• Exercise materials:
☆ ☆ ☆ ☆ ☆ ☆ ☆
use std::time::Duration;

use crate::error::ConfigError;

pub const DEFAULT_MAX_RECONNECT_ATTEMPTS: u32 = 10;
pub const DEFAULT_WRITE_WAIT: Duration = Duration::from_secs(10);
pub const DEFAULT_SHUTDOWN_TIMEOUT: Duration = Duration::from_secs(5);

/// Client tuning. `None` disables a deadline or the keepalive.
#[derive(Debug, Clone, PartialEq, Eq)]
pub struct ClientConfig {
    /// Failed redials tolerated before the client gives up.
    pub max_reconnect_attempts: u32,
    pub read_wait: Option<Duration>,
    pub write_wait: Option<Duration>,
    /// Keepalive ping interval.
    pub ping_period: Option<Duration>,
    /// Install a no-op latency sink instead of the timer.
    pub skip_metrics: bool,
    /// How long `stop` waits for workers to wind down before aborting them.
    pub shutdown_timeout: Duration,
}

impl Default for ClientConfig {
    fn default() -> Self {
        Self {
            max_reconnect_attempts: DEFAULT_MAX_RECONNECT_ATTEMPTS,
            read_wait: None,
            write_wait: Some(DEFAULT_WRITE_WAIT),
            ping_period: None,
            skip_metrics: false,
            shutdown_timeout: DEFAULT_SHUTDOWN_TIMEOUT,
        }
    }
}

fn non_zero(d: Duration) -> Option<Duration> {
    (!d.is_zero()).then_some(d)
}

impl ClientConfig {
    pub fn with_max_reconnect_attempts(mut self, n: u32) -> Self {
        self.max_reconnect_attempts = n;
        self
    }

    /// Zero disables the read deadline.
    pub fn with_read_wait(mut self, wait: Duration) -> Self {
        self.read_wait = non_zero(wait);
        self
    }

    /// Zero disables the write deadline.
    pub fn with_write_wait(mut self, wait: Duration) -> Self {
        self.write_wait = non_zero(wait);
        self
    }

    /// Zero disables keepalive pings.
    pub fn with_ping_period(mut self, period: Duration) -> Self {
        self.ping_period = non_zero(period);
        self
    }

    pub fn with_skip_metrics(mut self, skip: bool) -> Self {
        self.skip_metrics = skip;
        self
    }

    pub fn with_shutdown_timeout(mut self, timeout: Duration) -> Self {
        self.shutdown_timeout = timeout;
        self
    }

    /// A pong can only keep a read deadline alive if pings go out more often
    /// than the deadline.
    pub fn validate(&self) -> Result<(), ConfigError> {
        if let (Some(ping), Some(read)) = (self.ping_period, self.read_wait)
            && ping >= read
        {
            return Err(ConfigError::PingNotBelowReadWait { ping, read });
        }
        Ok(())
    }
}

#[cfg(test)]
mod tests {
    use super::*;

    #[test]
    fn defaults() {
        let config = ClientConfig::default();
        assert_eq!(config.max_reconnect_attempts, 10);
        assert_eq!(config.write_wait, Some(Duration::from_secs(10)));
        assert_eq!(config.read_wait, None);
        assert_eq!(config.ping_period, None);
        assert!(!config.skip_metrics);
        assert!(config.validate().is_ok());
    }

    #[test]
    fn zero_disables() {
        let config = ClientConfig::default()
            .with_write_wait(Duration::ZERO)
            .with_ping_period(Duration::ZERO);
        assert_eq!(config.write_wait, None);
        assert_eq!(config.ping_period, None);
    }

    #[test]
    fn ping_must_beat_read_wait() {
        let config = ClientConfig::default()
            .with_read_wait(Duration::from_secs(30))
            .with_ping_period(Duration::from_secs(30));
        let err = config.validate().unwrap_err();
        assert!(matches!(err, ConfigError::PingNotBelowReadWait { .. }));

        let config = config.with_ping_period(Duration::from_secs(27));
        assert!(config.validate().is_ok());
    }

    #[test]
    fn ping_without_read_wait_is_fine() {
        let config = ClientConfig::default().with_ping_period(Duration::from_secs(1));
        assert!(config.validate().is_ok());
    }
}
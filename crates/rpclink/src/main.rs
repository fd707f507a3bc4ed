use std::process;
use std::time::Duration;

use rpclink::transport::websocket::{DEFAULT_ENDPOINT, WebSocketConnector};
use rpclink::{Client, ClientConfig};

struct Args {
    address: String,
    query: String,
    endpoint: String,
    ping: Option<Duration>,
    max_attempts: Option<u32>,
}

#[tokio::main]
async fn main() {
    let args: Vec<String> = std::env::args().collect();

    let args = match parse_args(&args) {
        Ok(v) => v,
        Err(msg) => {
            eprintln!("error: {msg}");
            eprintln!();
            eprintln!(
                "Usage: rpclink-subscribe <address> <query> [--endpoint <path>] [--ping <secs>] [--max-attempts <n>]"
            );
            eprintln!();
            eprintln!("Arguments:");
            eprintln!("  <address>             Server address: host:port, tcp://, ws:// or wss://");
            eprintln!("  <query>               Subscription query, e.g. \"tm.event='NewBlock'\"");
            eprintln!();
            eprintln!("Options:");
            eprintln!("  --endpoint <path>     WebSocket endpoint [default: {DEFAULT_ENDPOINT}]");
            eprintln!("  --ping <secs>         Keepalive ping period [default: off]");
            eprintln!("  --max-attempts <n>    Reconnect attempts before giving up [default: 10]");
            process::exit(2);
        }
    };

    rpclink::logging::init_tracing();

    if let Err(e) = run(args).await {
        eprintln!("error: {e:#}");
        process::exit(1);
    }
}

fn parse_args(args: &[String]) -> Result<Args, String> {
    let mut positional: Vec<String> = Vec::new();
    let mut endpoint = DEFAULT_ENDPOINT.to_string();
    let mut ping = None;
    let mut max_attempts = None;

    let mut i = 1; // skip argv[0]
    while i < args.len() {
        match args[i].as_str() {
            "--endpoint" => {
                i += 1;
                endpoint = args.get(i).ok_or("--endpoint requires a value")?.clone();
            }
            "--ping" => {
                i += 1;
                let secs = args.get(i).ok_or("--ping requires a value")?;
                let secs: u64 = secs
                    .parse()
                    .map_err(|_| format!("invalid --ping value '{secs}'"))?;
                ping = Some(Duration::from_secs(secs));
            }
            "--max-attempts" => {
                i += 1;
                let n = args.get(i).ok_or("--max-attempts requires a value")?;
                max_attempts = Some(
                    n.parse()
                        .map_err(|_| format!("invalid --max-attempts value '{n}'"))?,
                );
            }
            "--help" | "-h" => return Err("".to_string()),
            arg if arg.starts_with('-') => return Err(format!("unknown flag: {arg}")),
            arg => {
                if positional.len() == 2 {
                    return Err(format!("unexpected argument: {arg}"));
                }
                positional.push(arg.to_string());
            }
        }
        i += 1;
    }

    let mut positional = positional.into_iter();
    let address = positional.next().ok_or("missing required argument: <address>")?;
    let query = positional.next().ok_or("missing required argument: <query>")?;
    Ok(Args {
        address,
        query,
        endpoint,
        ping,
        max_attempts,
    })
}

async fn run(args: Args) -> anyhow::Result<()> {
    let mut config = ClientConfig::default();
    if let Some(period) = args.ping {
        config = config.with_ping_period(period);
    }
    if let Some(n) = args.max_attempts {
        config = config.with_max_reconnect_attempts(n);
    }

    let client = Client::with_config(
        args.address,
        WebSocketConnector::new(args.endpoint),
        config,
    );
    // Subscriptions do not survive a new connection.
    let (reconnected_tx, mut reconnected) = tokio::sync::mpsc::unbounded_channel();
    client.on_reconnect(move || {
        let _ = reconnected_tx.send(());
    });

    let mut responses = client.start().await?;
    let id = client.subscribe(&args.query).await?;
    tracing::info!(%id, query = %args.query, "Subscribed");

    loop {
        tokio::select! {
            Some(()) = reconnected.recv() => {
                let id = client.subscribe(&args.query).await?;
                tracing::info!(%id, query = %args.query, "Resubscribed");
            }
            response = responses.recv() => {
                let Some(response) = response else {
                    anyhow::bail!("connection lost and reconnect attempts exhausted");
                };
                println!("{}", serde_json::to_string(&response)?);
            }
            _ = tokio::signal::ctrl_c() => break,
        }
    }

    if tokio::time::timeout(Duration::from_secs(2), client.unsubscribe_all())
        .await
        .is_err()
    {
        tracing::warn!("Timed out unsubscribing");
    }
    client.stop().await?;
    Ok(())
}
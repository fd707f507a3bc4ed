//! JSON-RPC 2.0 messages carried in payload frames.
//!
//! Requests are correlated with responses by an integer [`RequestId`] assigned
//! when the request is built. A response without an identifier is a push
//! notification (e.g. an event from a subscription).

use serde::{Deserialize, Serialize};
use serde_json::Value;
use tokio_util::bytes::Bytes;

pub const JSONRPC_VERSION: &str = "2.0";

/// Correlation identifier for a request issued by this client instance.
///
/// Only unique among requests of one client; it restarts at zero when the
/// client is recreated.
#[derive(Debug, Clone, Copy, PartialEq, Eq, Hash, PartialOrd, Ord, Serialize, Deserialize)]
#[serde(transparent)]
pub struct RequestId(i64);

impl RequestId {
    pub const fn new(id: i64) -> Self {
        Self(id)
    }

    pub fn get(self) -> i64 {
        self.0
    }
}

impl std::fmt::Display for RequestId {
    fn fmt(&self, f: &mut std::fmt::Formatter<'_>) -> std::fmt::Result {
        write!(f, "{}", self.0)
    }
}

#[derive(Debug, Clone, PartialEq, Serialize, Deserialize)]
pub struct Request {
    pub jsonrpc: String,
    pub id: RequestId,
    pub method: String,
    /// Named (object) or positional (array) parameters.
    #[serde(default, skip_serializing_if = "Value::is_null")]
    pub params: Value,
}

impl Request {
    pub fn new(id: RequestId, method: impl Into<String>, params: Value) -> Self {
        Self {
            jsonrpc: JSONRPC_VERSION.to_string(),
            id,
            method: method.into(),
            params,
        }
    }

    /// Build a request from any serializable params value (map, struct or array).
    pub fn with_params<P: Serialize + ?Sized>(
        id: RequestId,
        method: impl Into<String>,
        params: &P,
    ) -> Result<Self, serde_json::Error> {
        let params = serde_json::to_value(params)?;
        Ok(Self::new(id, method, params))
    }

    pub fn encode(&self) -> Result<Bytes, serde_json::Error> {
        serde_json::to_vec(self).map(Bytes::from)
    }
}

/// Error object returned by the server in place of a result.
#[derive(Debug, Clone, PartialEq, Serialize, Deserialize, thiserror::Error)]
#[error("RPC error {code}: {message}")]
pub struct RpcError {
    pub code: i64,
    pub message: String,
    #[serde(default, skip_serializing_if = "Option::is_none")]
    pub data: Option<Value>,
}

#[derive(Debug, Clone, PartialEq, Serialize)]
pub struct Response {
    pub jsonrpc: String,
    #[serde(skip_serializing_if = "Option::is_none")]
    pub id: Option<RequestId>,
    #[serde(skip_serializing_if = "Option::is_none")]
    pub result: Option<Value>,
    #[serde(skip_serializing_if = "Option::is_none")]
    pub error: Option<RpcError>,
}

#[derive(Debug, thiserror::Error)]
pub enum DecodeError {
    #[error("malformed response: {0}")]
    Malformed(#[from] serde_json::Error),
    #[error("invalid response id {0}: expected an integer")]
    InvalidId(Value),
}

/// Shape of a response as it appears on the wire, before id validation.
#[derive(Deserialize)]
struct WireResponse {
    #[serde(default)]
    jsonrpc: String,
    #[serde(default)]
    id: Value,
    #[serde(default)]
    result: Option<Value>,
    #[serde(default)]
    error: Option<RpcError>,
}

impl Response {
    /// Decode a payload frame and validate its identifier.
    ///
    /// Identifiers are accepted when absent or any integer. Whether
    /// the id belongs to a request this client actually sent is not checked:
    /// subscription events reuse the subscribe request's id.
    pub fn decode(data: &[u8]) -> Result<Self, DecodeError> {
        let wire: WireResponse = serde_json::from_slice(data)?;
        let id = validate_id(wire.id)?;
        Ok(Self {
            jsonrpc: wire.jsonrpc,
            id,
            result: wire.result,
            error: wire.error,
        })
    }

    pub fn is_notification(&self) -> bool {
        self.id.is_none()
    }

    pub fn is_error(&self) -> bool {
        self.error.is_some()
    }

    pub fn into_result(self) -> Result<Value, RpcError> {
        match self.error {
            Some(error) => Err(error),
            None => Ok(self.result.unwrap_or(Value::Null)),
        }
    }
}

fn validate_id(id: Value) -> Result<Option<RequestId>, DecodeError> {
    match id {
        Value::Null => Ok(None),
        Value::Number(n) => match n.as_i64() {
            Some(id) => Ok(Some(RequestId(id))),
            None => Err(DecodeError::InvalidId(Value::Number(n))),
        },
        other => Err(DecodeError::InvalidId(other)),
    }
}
☆ ☆ ☆ ☆ ☆ ☆ ☆
• What you need to do:
Copy the records above faithfully. Begin at their first line, end at the line containing "fn default() ->", and include nothing else.

• Answer box:
use std::time::Duration;

use crate::error::ConfigError;

pub const DEFAULT_MAX_RECONNECT_ATTEMPTS: u32 = 10;
pub const DEFAULT_WRITE_WAIT: Duration = Duration::from_secs(10);
pub const DEFAULT_SHUTDOWN_TIMEOUT: Duration = Duration::from_secs(5);

/// Client tuning. `None` disables a deadline or the keepalive.
#[derive(Debug, Clone, PartialEq, Eq)]
pub struct ClientConfig {
    /// Failed redials tolerated before the client gives up.
    pub max_reconnect_attempts: u32,
    pub read_wait: Option<Duration>,
    pub write_wait: Option<Duration>,
    /// Keepalive ping interval.
    pub ping_period: Option<Duration>,
    /// Install a no-op latency sink instead of the timer.
    pub skip_metrics: bool,
    /// How long `stop` waits for workers to wind down before aborting them.
    pub shutdown_timeout: Duration,
}

impl Default for ClientConfig {
    fn default() -> Self {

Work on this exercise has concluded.